Pelaku dijerat dengan pasal 406 KUHP tentang barang siapa dengan sengaja dan dengan melawan hukum membinasakan, merusak, membuat sehingga tidak dapat dipakai lagi atau menghilangkan sesuatu barang yang sama sekali atau sebagainya kepunyaan orang lain.
“Pelaku terancam hukuman 2 tahun 8 bulan penjara,” imbuhnya.
Sebuah surat tertanda nama Munkar dan Nakir menghebohkan warga Satreyan Kecamatan Kanigoro, Kabupaten Blitar.
Surat tertanda nama Munkar dan Nakir tersebut ditempelkan di sebuah pemakaman umum di desa setempat yang batu nisannya telah dirusak.
“Maaf pak juru kunci/RT/RW/Kamituwo Awal kesepakatan makam/kuburan Glondong dilarang dikijing berupa apapun.
Hanya dua batu nisan/Maesan saja
Camkan !!!” begitu bunyi surat tersebut lengkap dengan tanda tangan atas nama Munkar dan Nakir.

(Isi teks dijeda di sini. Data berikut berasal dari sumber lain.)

//! License banner rendering.
//!
//! A [`BannerTemplate`] is read once from disk and rendered into a [`Banner`]
//! at the start of every pipeline run. The banner is immutable afterwards and
//! is handed to the tasks of that run explicitly, so a run that crosses
//! midnight still stamps every artifact with the same date.

use std::fmt;
use std::path::{Path, PathBuf};
use std::sync::Arc;

use chrono::{Local, NaiveDate};

use crate::error::ConfigError;

/// Placeholder replaced with the build date.
pub const DATE_PLACEHOLDER: &str = "@@date";

/// Placeholder replaced with the package version.
pub const VERSION_PLACEHOLDER: &str = "@@version";

/// Source of "today" for banner rendering.
pub trait Clock: Send + Sync {
    fn today(&self) -> NaiveDate;
}

/// Local wall clock.
#[derive(Debug, Clone, Copy, Default)]
pub struct SystemClock;

impl Clock for SystemClock {
    fn today(&self) -> NaiveDate {
        Local::now().date_naive()
    }
}

/// Banner template with date and version placeholders.
#[derive(Debug, Clone, PartialEq, Eq)]
pub struct BannerTemplate {
    path: Option<PathBuf>,
    text: String,
    date_placeholder: String,
    version_placeholder: String,
}

impl BannerTemplate {
    /// Create a template from text using the default placeholders.
    pub fn new(text: impl Into<String>) -> Self {
        Self {
            path: None,
            text: text.into(),
            date_placeholder: DATE_PLACEHOLDER.to_string(),
            version_placeholder: VERSION_PLACEHOLDER.to_string(),
        }
    }

    /// Read a template from disk.
    ///
    /// # Errors
    ///
    /// Returns [`ConfigError::TemplateUnreadable`] if the file cannot be read.
    /// The pipeline cannot run without a banner, so callers treat this as
    /// fatal.
    pub async fn load(path: impl AsRef<Path>) -> Result<Self, ConfigError> {
        let path = path.as_ref();
        let text = tokio::fs::read_to_string(path)
            .await
            .map_err(|source| ConfigError::TemplateUnreadable {
                path: path.to_path_buf(),
                source,
            })?;

        Ok(Self {
            path: Some(path.to_path_buf()),
            ..Self::new(text)
        })
    }

    /// Replace the placeholder tokens.
    pub fn with_placeholders(
        mut self,
        date: impl Into<String>,
        version: impl Into<String>,
    ) -> Self {
        self.date_placeholder = date.into();
        self.version_placeholder = version.into();
        self
    }

    pub fn path(&self) -> Option<&Path> {
        self.path.as_deref()
    }

    pub fn text(&self) -> &str {
        &self.text
    }

    /// Render the banner.
    ///
    /// The first occurrence of each placeholder is substituted. Everything
    /// else in the template, license markers included, is kept byte for byte.
    pub fn render(&self, version: &str, date: NaiveDate) -> Banner {
        let date = date.format("%Y-%m-%d").to_string();
        let text = self
            .text
            .replacen(&self.date_placeholder, &date, 1)
            .replacen(&self.version_placeholder, version, 1);

        Banner(Arc::from(text))
    }

    /// Render using `clock` for the date.
    pub fn render_now(&self, version: &str, clock: &dyn Clock) -> Banner {
        self.render(version, clock.today())
    }
}

/// Rendered banner, shared by every task of one run.
#[derive(Debug, Clone, PartialEq, Eq)]
pub struct Banner(Arc<str>);

impl Banner {
    pub fn as_str(&self) -> &str {
        &self.0
    }

    /// Prepend the banner to `code`, separated by a newline.
    pub fn prepend_to(&self, code: &str) -> String {
        let mut out = String::with_capacity(self.0.len() + code.len() + 1);
        out.push_str(&self.0);
        if !self.0.ends_with('\n') {
            out.push('\n');
        }
        out.push_str(code);
        out
    }
}

impl fmt::Display for Banner {
    fn fmt(&self, f: &mut fmt::Formatter<'_>) -> fmt::Result {
        f.write_str(&self.0)
    }
}

impl From<&str> for Banner {
    fn from(text: &str) -> Self {
        Banner(Arc::from(text))
    }
}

Surat tersebut ditulis oleh pelaku perusakan sebanyak 56 batu nisan di pemakaman umum desa setempat.
Kejadian rusaknya puluhan bagi nisan pemakaman umum tersebut diketahui sejak Selasa (14/2/2023) oleh warga setempat.
Dari sejumlah video yang beredar nampak makam yang telah diberi batu nisan besar atau dikijing rusak berserakan.(sk)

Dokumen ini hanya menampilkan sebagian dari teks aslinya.